**About this exercise**: Here is the listing. Report each line in it that contains the string "filename".

**Working data**:
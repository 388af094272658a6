//! Pure transforms from raw metric records to what the dashboard shows.
use std::fmt::Display;

use chrono::{DateTime, Local, TimeZone};
use serde::Serialize;

use crate::api::MetricRecord;

pub const TIME_FORMAT: &str = "%H:%M:%S";
const INVALID_TIME: &str = "--:--:--";

/// A record placed on the latency chart.
#[derive(Clone, Debug, PartialEq, Serialize)]
pub struct SeriesPoint {
    #[serde(flatten)]
    pub record: MetricRecord,
    /// Wall clock label for the record's timestamp
    pub time: String,
    /// Position within the window
    pub idx: usize,
}

#[derive(Clone, Copy, Debug, Default, PartialEq, Serialize)]
pub struct Summary {
    pub total: usize,
    pub avg_latency_ms: u64,
    pub total_cost: f64,
}

#[derive(Clone, Debug, Default, PartialEq, Serialize)]
pub struct Aggregate {
    pub series: Vec<SeriesPoint>,
    pub summary: Summary,
}

/// Label an epoch-seconds timestamp with the wall clock time in `tz`.
pub fn time_label<Tz>(timestamp: f64, tz: &Tz) -> String
where
    Tz: TimeZone,
    Tz::Offset: Display,
{
    let millis = (timestamp * 1000.0).round() as i64;
    match DateTime::from_timestamp_millis(millis) {
        Some(dt) => dt.with_timezone(tz).format(TIME_FORMAT).to_string(),
        None => INVALID_TIME.to_string(),
    }
}

pub fn summarize(records: &[MetricRecord]) -> Summary {
    let total = records.len();
    let total_latency: f64 = records.iter().map(|r| r.latency_ms).sum();
    let total_cost: f64 = records.iter().map(MetricRecord::cost).sum();
    let avg_latency_ms = if total > 0 {
        (total_latency / total as f64).round() as u64
    } else {
        0
    };

    Summary {
        total,
        avg_latency_ms,
        total_cost,
    }
}

/// Aggregate a window of records using the local timezone for labels.
pub fn aggregate(records: &[MetricRecord]) -> Aggregate {
    aggregate_in(records, &Local)
}

pub fn aggregate_in<Tz>(records: &[MetricRecord], tz: &Tz) -> Aggregate
where
    Tz: TimeZone,
    Tz::Offset: Display,
{
    let series = records
        .iter()
        .enumerate()
        .map(|(idx, record)| SeriesPoint {
            record: record.clone(),
            time: time_label(record.timestamp, tz),
            idx,
        })
        .collect();

    Aggregate {
        series,
        summary: summarize(records),
    }
}

/// Snapshot of the telemetry window published to the dashboard.
#[derive(Clone, Debug, Default, PartialEq, Serialize)]
pub struct Dashboard {
    pub records: Vec<MetricRecord>,
    pub series: Vec<SeriesPoint>,
    pub summary: Summary,
}

impl Dashboard {
    pub fn from_records(records: Vec<MetricRecord>) -> Self {
        let Aggregate { series, summary } = aggregate(&records);
        Self {
            records,
            series,
            summary,
        }
    }

    /// The first `n` points in window order, which is most recent first
    /// as delivered by the backend.
    pub fn recent(&self, n: usize) -> impl Iterator<Item = &SeriesPoint> {
        self.series.iter().take(n)
    }
}
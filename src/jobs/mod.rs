use std::time::Duration;

use async_trait::async_trait;
use tokio::task::JoinHandle;
use tokio::time::MissedTickBehavior;

/// Work that runs on a fixed period until its task is cancelled.
#[async_trait]
pub trait PeriodicJob: Send + Sync + 'static {
    fn interval(&self) -> Duration;

    async fn run_job(&self);
}

/// Handle to a running periodic job. Cancelling is idempotent and
/// dropping the handle cancels the job.
#[derive(Debug)]
pub struct PeriodicTask {
    handle: JoinHandle<()>,
}

impl PeriodicTask {
    pub fn cancel(&self) {
        self.handle.abort();
    }

    pub fn is_finished(&self) -> bool {
        self.handle.is_finished()
    }
}

impl Drop for PeriodicTask {
    fn drop(&mut self) {
        self.handle.abort();
    }
}

/// Run `job` right away and then once every `job.interval()`. A slow
/// run delays the following ticks rather than bunching them up.
pub fn spawn_periodic_job<J: PeriodicJob>(job: J) -> PeriodicTask {
    let period = job.interval();
    let handle = tokio::spawn(async move {
        let mut ticker = tokio::time::interval(period);
        ticker.set_missed_tick_behavior(MissedTickBehavior::Delay);
        loop {
            // The first tick completes immediately
            ticker.tick().await;
            job.run_job().await;
        }
    });
    PeriodicTask { handle }
}
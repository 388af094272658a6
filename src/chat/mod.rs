pub mod models;
pub mod session;

pub use models::*;
pub use session::*;
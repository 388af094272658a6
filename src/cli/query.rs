use anyhow::{Result, bail};
use serde_json::json;

use super::render::render_message;
use crate::api::{ApiClient, ClientError};
use crate::chat::{ChatSession, Role, Submission};
use crate::core::AppConfig;

/// Ask a single question and print the answer.
pub async fn run(query: String, as_json: bool, config: &AppConfig) -> Result<()> {
    let session = ChatSession::new(ApiClient::shared(config));

    let msg = match session.submit(&query).await {
        Submission::Settled(msg) => msg,
        Submission::Rejected => return Err(ClientError::UserInputRejected.into()),
        Submission::Busy => bail!("Another query is still in flight"),
    };

    if as_json {
        println!(
            "{}",
            json!({
                "query": query,
                "message": msg,
            })
        );
    } else {
        println!("{}", render_message(&msg));
    }

    if msg.role == Role::Error {
        bail!("{}", msg.content);
    }
    Ok(())
}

**Written reply**:
filename src/jobs/mod.rs
filename src/chat/mod.rs
filename src/cli/query.rs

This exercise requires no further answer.